Find every line containing "validation" in the records below and report the tally as a bare number.
#### Exercise data
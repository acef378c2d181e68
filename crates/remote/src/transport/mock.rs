//! In-memory transport for testing.

use super::Transport;
use crate::error::{ErrorKind, Result};
use async_trait::async_trait;
use std::collections::HashMap;
use tokio::sync::RwLock;

/// In-memory [`Transport`] for testing.
///
/// Each route maps a URL to a status code and a body. Unknown URLs answer
/// `404`. Every requested URL is recorded, in order, so tests can assert on
/// what was (or was not) fetched.
///
/// # Examples
///
/// ```
/// use pouet_remote::transport::{MockTransport, Transport};
///
/// # #[tokio::main(flavor = "current_thread")]
/// # async fn main() {
/// let transport = MockTransport::default().with_route("https://example.invalid/a", b"body".to_vec());
/// assert_eq!(transport.get("https://example.invalid/a").await.unwrap(), b"body");
/// assert!(transport.get("https://example.invalid/b").await.is_err());
/// assert_eq!(transport.requests().await.len(), 2);
/// # }
/// ```
#[derive(Debug, Default)]
pub struct MockTransport {
    routes: RwLock<HashMap<String, (u16, Vec<u8>)>>,
    requests: RwLock<Vec<String>>,
}

impl MockTransport {
    /// Answer `200` with `body` for `url`.
    pub fn with_route(self, url: impl Into<String>, body: impl Into<Vec<u8>>) -> Self {
        self.with_status(url, 200, body)
    }

    pub fn with_status(mut self, url: impl Into<String>, status: u16, body: impl Into<Vec<u8>>) -> Self {
        self.routes.get_mut().insert(url.into(), (status, body.into()));
        self
    }

    /// Replace (or add) a route after construction.
    pub async fn set_route(&self, url: impl Into<String>, status: u16, body: impl Into<Vec<u8>>) {
        self.routes.write().await.insert(url.into(), (status, body.into()));
    }

    /// URLs requested so far, in request order.
    pub async fn requests(&self) -> Vec<String> {
        self.requests.read().await.clone()
    }
}

#[async_trait]
impl Transport for MockTransport {
    async fn get(&self, url: &str) -> Result<Vec<u8>> {
        self.requests.write().await.push(url.to_string());
        match self.routes.read().await.get(url) {
            Some((status, body)) if (200..300).contains(status) => Ok(body.clone()),
            Some((status, _)) => exn::bail!(ErrorKind::Status(*status)),
            None => exn::bail!(ErrorKind::Status(404)),
        }
    }
}
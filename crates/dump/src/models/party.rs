use super::{Id, User, UserRef};
use crate::de;
use serde::Deserialize;

/// A demoparty.
#[derive(Debug, Clone, PartialEq, Eq, Deserialize)]
pub struct Party {
    #[serde(deserialize_with = "de::id")]
    pub id: Id,
    pub name: String,
    #[serde(default, deserialize_with = "de::opt_string")]
    pub web: Option<String>,
    #[serde(default, rename = "addedUser", deserialize_with = "de::optional")]
    pub added_user: Option<UserRef>,
    #[serde(default, rename = "addedDate", deserialize_with = "de::opt_string")]
    pub added_date: Option<String>,
}
impl Party {
    pub fn users(&self) -> impl Iterator<Item = &User> {
        self.added_user.iter().filter_map(UserRef::user)
    }
}
use super::Id;
use crate::de;
use serde::Deserialize;

/// A target platform (MS-Dos, Amiga AGA, Windows, ...).
#[derive(Debug, Clone, PartialEq, Eq, Deserialize)]
pub struct Platform {
    #[serde(deserialize_with = "de::id")]
    pub id: Id,
    pub name: String,
    /// Icon file name on pouet.net
    #[serde(default, deserialize_with = "de::opt_string")]
    pub icon: Option<String>,
    #[serde(default, deserialize_with = "de::opt_string")]
    pub slug: Option<String>,
}

/// Platforms are embedded keyed by id, so the body carries no id of its own.
#[derive(Deserialize)]
pub(crate) struct PlatformBody {
    name: String,
    #[serde(default, deserialize_with = "de::opt_string")]
    icon: Option<String>,
    #[serde(default, deserialize_with = "de::opt_string")]
    slug: Option<String>,
}
impl PlatformBody {
    pub(crate) fn with_id(self, id: Id) -> Platform {
        Platform {
            id,
            name: self.name,
            icon: self.icon,
            slug: self.slug,
        }
    }
}
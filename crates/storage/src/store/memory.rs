//! In-memory snapshot store.

use crate::error::Result;
use crate::key::validate as validate_key;
use crate::SnapshotStore;
use async_trait::async_trait;
use std::collections::HashMap;
use tokio::sync::RwLock;

/// In-memory snapshot store.
///
/// Snapshots are stored in a `HashMap` behind a [`RwLock`], so all trait
/// methods can operate on `&self` without external synchronisation. Used by
/// tests, and by callers that want snapshot reuse within one process only.
///
/// # Examples
///
/// ```
/// use pouet_storage::MemoryStore;
///
/// let store = MemoryStore::with_snapshots([("prods.json", b"{\"data\": []}".to_vec())]);
/// ```
#[derive(Debug, Default)]
pub struct MemoryStore {
    snapshots: RwLock<HashMap<String, Vec<u8>>>,
}

impl MemoryStore {
    /// Create a store pre-populated with snapshots.
    ///
    /// Panics if any key fails validation. If test setup is wrong, then test
    /// should not pass.
    pub fn with_snapshots(snapshots: impl IntoIterator<Item = (impl Into<String>, impl Into<Vec<u8>>)>) -> Self {
        let mut map = HashMap::new();
        for (key, data) in snapshots {
            let key = key.into();
            if validate_key(&key).is_err() {
                panic!("MemoryStore::with_snapshots: invalid key {key}");
            }
            map.insert(key, data.into());
        }
        Self {
            snapshots: RwLock::new(map),
        }
    }

    /// Keys currently stored, sorted.
    pub async fn keys(&self) -> Vec<String> {
        let mut keys: Vec<_> = self.snapshots.read().await.keys().cloned().collect();
        keys.sort();
        keys
    }

    pub async fn is_empty(&self) -> bool {
        self.snapshots.read().await.is_empty()
    }
}

#[async_trait]
impl SnapshotStore for MemoryStore {
    fn name(&self) -> &str {
        "memory"
    }

    async fn get(&self, key: &str) -> Result<Option<Vec<u8>>> {
        let key = validate_key(key)?;
        Ok(self.snapshots.read().await.get(key).cloned())
    }

    async fn put(&self, key: &str, data: &[u8]) -> Result<()> {
        let key = validate_key(key)?;
        self.snapshots.write().await.insert(key.to_string(), data.to_vec());
        Ok(())
    }
}

#[cfg(test)]
mod tests {
    use super::*;
    use crate::error::ErrorKind;

    #[tokio::test]
    async fn test_put_and_get() {
        let store = MemoryStore::default();
        assert!(store.is_empty().await);
        store.put("a.json", b"one").await.unwrap();
        store.put("a.json", b"two").await.unwrap();
        assert_eq!(store.get("a.json").await.unwrap(), Some(b"two".to_vec()));
        assert!(store.contains("a.json").await.unwrap());
        assert!(!store.contains("b.json").await.unwrap());
        assert_eq!(store.keys().await, vec!["a.json".to_string()]);
    }

    #[tokio::test]
    async fn test_invalid_key_rejected() {
        let store = MemoryStore::default();
        let err = store.put("../escape", b"bad").await.unwrap_err();
        assert!(matches!(&*err, ErrorKind::InvalidKey(_)));
    }

    #[test]
    #[should_panic(expected = "invalid key")]
    fn test_with_snapshots_panics_on_bad_key() {
        MemoryStore::with_snapshots([("a/b", Vec::from(*b"bad"))]);
    }
}
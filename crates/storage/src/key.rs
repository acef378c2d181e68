//! Snapshot key validation.

use std::path::{Component, Path};

use crate::error::{ErrorKind, Result};

/// Validates a snapshot key.
///
/// Keys are flat file names: exactly one normal path component, no
/// separators, no `.`/`..`, no null bytes. Anything else could escape the
/// snapshot directory of a [`LocalStore`](crate::LocalStore).
///
/// # Examples
///
/// ```
/// use pouet_storage::validate_key;
/// assert!(validate_key("pouetdatadump-prods-20240105.json").is_ok());
/// assert!(validate_key("../pouet.db").is_err());
/// assert!(validate_key("dir/file.json").is_err());
/// assert!(validate_key("").is_err());
/// ```
pub fn validate(key: &str) -> Result<&str> {
    let invalid = || ErrorKind::InvalidKey(key.to_string());
    if key.is_empty() || key.contains('\0') || key.contains('\\') {
        exn::bail!(invalid());
    }
    let mut components = Path::new(key).components();
    match (components.next(), components.next()) {
        (Some(Component::Normal(name)), None) if name == key => Ok(key),
        _ => exn::bail!(invalid()),
    }
}
use super::{Id, User, UserRef};
use crate::de;
use serde::Deserialize;

/// A demo group.
#[derive(Debug, Clone, PartialEq, Eq, Deserialize)]
pub struct Group {
    #[serde(deserialize_with = "de::id")]
    pub id: Id,
    pub name: String,
    #[serde(default, deserialize_with = "de::opt_string")]
    pub acronym: Option<String>,
    #[serde(default, deserialize_with = "de::opt_string")]
    pub disambiguation: Option<String>,
    #[serde(default, deserialize_with = "de::opt_string")]
    pub web: Option<String>,
    #[serde(default, rename = "addedUser", deserialize_with = "de::optional")]
    pub added_user: Option<UserRef>,
    #[serde(default, rename = "addedDate", deserialize_with = "de::opt_string")]
    pub added_date: Option<String>,
}
impl Group {
    pub fn users(&self) -> impl Iterator<Item = &User> {
        self.added_user.iter().filter_map(UserRef::user)
    }
}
########
* **Task solution**
2